:: Records supplied ::
// crates/isbmap-core/src/model.rs

//! Facility data model: the closed category set, the immutable facility
//! record and the raw GeoJSON mirror types it is built from.

use log::warn;
use serde::{Deserialize, Serialize};

/// One of the seven facility types tracked by the map.
///
/// The set is closed: category membership is derived from the record id
/// prefix (`hosp_12` is a hospital) rather than scanned from strings at
/// the call sites.
#[derive(Clone, Copy, Debug, PartialEq, Eq, Hash, Serialize, Deserialize)]
#[serde(rename_all = "kebab-case")]
pub enum Category {
    Hospitals,
    PoliceStations,
    Parks,
    Mosques,
    Schools,
    Colleges,
    Universities,
}

impl Category {
    /// All categories in canonical load order.
    pub const ALL: [Category; 7] = [
        Category::Hospitals,
        Category::PoliceStations,
        Category::Parks,
        Category::Mosques,
        Category::Schools,
        Category::Colleges,
        Category::Universities,
    ];

    /// Storage key, also the dataset file stem (`police-stations.json`).
    pub fn key(self) -> &'static str {
        match self {
            Category::Hospitals => "hospitals",
            Category::PoliceStations => "police-stations",
            Category::Parks => "parks",
            Category::Mosques => "mosques",
            Category::Schools => "schools",
            Category::Colleges => "colleges",
            Category::Universities => "universities",
        }
    }

    /// Human-readable label for list and stats views.
    pub fn label(self) -> &'static str {
        match self {
            Category::Hospitals => "Hospitals",
            Category::PoliceStations => "Police Stations",
            Category::Parks => "Parks",
            Category::Mosques => "Mosques",
            Category::Schools => "Schools",
            Category::Colleges => "Colleges",
            Category::Universities => "Universities",
        }
    }

    /// Record id prefix that marks membership (`hosp_`, `police_`, ...).
    pub fn id_prefix(self) -> &'static str {
        match self {
            Category::Hospitals => "hosp_",
            Category::PoliceStations => "police_",
            Category::Parks => "park_",
            Category::Mosques => "mosque_",
            Category::Schools => "school_",
            Category::Colleges => "college_",
            Category::Universities => "uni_",
        }
    }

    /// Look a category up by storage key, case-insensitive.
    pub fn from_key(key: &str) -> Option<Category> {
        let key = key.trim();
        Category::ALL
            .into_iter()
            .find(|c| c.key().eq_ignore_ascii_case(key))
    }

    /// Derive the category implied by a record id prefix.
    pub fn from_id(id: &str) -> Option<Category> {
        Category::ALL
            .into_iter()
            .find(|c| id.starts_with(c.id_prefix()))
    }

    /// Dataset file name for this category.
    pub fn dataset_filename(self) -> String {
        format!("{}.json", self.key())
    }

    /// Marker color used by the presentation layer.
    pub fn marker_color(self) -> &'static str {
        match self {
            Category::Hospitals => "#dc2626",
            Category::PoliceStations => "#2563eb",
            Category::Parks => "#16a34a",
            Category::Mosques => "#9333ea",
            Category::Schools => "#ea580c",
            Category::Colleges => "#eab308",
            Category::Universities => "#4338ca",
        }
    }

    /// Font Awesome icon class used by the presentation layer.
    pub fn icon(self) -> &'static str {
        match self {
            Category::Hospitals => "fa-hospital",
            Category::PoliceStations => "fa-shield-alt",
            Category::Parks => "fa-tree",
            Category::Mosques => "fa-mosque",
            Category::Schools => "fa-school",
            Category::Colleges => "fa-graduation-cap",
            Category::Universities => "fa-university",
        }
    }

    pub(crate) fn index(self) -> usize {
        self as usize
    }
}

impl std::fmt::Display for Category {
    fn fmt(&self, f: &mut std::fmt::Formatter<'_>) -> std::fmt::Result {
        f.write_str(self.key())
    }
}

/// A single point-of-interest record. Immutable once loaded.
#[derive(Clone, Debug, Serialize)]
pub struct Facility {
    pub id: String,
    pub category: Category,
    /// WGS84 degrees, always finite.
    pub longitude: f64,
    pub latitude: f64,
    pub name: String,
    pub address: Option<String>,
    /// Islamabad sector code, e.g. "F-7".
    pub sector: Option<String>,
    /// Display label from the dataset, distinct from the storage key.
    pub display_category: Option<String>,
    /// 0-5 stars.
    pub rating: Option<f64>,
    pub reviews: Option<u32>,
    pub contact: Option<String>,
    /// Free-text opening hours, may contain "24/7".
    pub timing: Option<String>,
    /// Merged amenities / services / facilities / programs list.
    pub features: Vec<String>,
}

impl Facility {
    /// Sector code folded to uppercase, empty when absent.
    pub fn sector_upper(&self) -> String {
        self.sector.as_deref().unwrap_or("").to_uppercase()
    }
}

/// Raw GeoJSON feature collection as fetched from `data/<category>.json`.
///
/// Mirrors the external files; not part of the public API surface.
#[derive(Debug, Deserialize)]
pub struct FeatureCollectionRaw {
    pub features: Option<Vec<FeatureRaw>>,
}

#[derive(Debug, Deserialize)]
pub struct FeatureRaw {
    #[serde(default)]
    pub id: Option<String>,
    #[serde(default)]
    pub geometry: Option<GeometryRaw>,
    #[serde(default)]
    pub properties: PropertiesRaw,
}

#[derive(Debug, Deserialize)]
pub struct GeometryRaw {
    /// GeoJSON order: `[longitude, latitude]`.
    #[serde(default)]
    pub coordinates: Vec<f64>,
}

#[derive(Debug, Default, Deserialize)]
pub struct PropertiesRaw {
    #[serde(default)]
    pub name: Option<String>,
    #[serde(default)]
    pub address: Option<String>,
    #[serde(default)]
    pub sector: Option<String>,
    #[serde(default)]
    pub category: Option<String>,
    #[serde(default)]
    pub rating: Option<f64>,
    #[serde(default)]
    pub reviews: Option<u32>,
    #[serde(default, alias = "phone")]
    pub contact: Option<String>,
    #[serde(default)]
    pub timing: Option<String>,
    // The feature list comes under one of four names depending on the
    // category; first present wins.
    #[serde(default)]
    pub amenities: Option<Vec<String>>,
    #[serde(default)]
    pub services: Option<Vec<String>>,
    #[serde(default)]
    pub facilities: Option<Vec<String>>,
    #[serde(default)]
    pub programs: Option<Vec<String>>,
}

impl PropertiesRaw {
    fn take_features(&mut self) -> Vec<String> {
        self.amenities
            .take()
            .or_else(|| self.services.take())
            .or_else(|| self.facilities.take())
            .or_else(|| self.programs.take())
            .unwrap_or_default()
    }
}

impl Facility {
    /// Build a facility from one raw feature, or `None` when the record is
    /// unusable (missing id, name or valid coordinates). Unusable records
    /// are skipped so the rest of the batch still renders.
    pub fn from_raw(category: Category, raw: FeatureRaw) -> Option<Facility> {
        let FeatureRaw {
            id,
            geometry,
            mut properties,
        } = raw;

        let id = match id {
            Some(id) if !id.is_empty() => id,
            _ => {
                warn!("skipping {category} record without id");
                return None;
            }
        };

        let (longitude, latitude) = match geometry {
            Some(g) if g.coordinates.len() >= 2 => (g.coordinates[0], g.coordinates[1]),
            _ => {
                warn!("skipping {id}: missing coordinates");
                return None;
            }
        };
        if !longitude.is_finite() || !latitude.is_finite() {
            warn!("skipping {id}: non-finite coordinates");
            return None;
        }

        let name = match properties.name.take() {
            Some(name) if !name.is_empty() => name,
            _ => {
                warn!("skipping {id}: missing name");
                return None;
            }
        };

        // Prefix and store category should agree; tolerate the mismatch
        // but make it visible.
        if let Some(implied) = Category::from_id(&id) {
            if implied != category {
                warn!("{id}: id prefix implies {implied}, stored under {category}");
            }
        }

        let features = properties.take_features();

        Some(Facility {
            id,
            category,
            longitude,
            latitude,
            name,
            address: properties.address,
            sector: properties.sector,
            display_category: properties.category,
            rating: properties.rating,
            reviews: properties.reviews,
            contact: properties.contact,
            timing: properties.timing,
            features,
        })
    }
}

#[cfg(test)]
mod tests {
    use super::*;

    #[test]
    fn category_round_trips_through_keys() {
        for cat in Category::ALL {
            assert_eq!(Category::from_key(cat.key()), Some(cat));
        }
        assert_eq!(Category::from_key("POLICE-STATIONS"), Some(Category::PoliceStations));
        assert_eq!(Category::from_key("bus-stops"), None);
    }

    #[test]
    fn category_derives_from_id_prefix() {
        assert_eq!(Category::from_id("hosp_12"), Some(Category::Hospitals));
        assert_eq!(Category::from_id("uni_3"), Some(Category::Universities));
        assert_eq!(Category::from_id("metro_1"), None);
    }

    #[test]
    fn dataset_filenames_follow_the_key() {
        assert_eq!(Category::Mosques.dataset_filename(), "mosques.json");
        assert_eq!(
            Category::PoliceStations.dataset_filename(),
            "police-stations.json"
        );
    }

    #[test]
    fn serde_uses_kebab_case_keys() {
        let json = serde_json::to_string(&Category::PoliceStations).unwrap();
        assert_eq!(json, "\"police-stations\"");
        let back: Category = serde_json::from_str(&json).unwrap();
        assert_eq!(back, Category::PoliceStations);
    }

    fn raw(id: &str, coords: &[f64], name: Option<&str>) -> FeatureRaw {
        FeatureRaw {
            id: Some(id.to_string()),
            geometry: Some(GeometryRaw {
                coordinates: coords.to_vec(),
            }),
            properties: PropertiesRaw {
                name: name.map(str::to_string),
                ..PropertiesRaw::default()
            },
        }
    }

    #[test]
    fn builds_a_facility_from_a_valid_feature() {
        let f = Facility::from_raw(
            Category::Mosques,
            raw("mosque_1", &[73.0479, 33.7295], Some("Faisal Mosque")),
        )
        .unwrap();
        assert_eq!(f.id, "mosque_1");
        assert_eq!(f.longitude, 73.0479);
        assert_eq!(f.latitude, 33.7295);
        assert_eq!(f.name, "Faisal Mosque");
    }

    #[test]
    fn skips_features_without_geometry_or_name() {
        assert!(Facility::from_raw(Category::Parks, raw("park_1", &[], Some("Rose Garden"))).is_none());
        assert!(Facility::from_raw(Category::Parks, raw("park_2", &[73.0, 33.7], None)).is_none());
        assert!(Facility::from_raw(
            Category::Parks,
            raw("park_3", &[f64::NAN, 33.7], Some("Bad Park"))
        )
        .is_none());
    }

    #[test]
    fn feature_list_fallback_order_is_first_present_wins() {
        let mut props = PropertiesRaw {
            services: Some(vec!["Emergency".into()]),
            programs: Some(vec!["BSc".into()]),
            ..PropertiesRaw::default()
        };
        assert_eq!(props.take_features(), vec!["Emergency".to_string()]);
    }
}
:::
■ Description of the task ■
Filter the entries and keep only the lines holding "membership".

■ Task result ■
/// The set is closed: category membership is derived from the record id
    /// Record id prefix that marks membership (`hosp_`, `police_`, ...).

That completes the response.